• _Data to process_
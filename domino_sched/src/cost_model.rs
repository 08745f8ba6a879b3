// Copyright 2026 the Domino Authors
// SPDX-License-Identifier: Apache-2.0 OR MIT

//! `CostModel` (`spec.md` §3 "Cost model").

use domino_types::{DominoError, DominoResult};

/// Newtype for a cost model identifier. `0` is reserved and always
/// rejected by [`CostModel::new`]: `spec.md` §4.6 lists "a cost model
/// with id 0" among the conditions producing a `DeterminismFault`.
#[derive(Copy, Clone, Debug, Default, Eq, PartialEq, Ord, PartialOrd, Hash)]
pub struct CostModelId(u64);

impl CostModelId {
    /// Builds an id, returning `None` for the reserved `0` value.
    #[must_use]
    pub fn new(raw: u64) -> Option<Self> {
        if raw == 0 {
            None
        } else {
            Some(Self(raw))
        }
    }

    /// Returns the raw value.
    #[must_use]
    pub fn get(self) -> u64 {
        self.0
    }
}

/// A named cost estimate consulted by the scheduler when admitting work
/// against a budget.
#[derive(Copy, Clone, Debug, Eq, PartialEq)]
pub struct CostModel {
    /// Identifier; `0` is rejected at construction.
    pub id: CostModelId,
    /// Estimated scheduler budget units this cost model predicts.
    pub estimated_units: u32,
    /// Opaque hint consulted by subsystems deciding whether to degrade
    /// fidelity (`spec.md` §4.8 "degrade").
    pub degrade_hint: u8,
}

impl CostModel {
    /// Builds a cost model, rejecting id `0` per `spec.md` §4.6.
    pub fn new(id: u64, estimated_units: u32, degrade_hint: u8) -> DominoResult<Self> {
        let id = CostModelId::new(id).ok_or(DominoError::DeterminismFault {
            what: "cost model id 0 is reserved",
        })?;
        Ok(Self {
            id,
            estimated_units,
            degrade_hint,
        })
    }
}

• _Exercise directions_
In the listing, find each line with the string "Debug" and copy it.

• _Answer for the task_
#[derive(Copy, Clone, Debug, Default, Eq, PartialEq, Ord, PartialOrd, Hash)]
#[derive(Copy, Clone, Debug, Eq, PartialEq)]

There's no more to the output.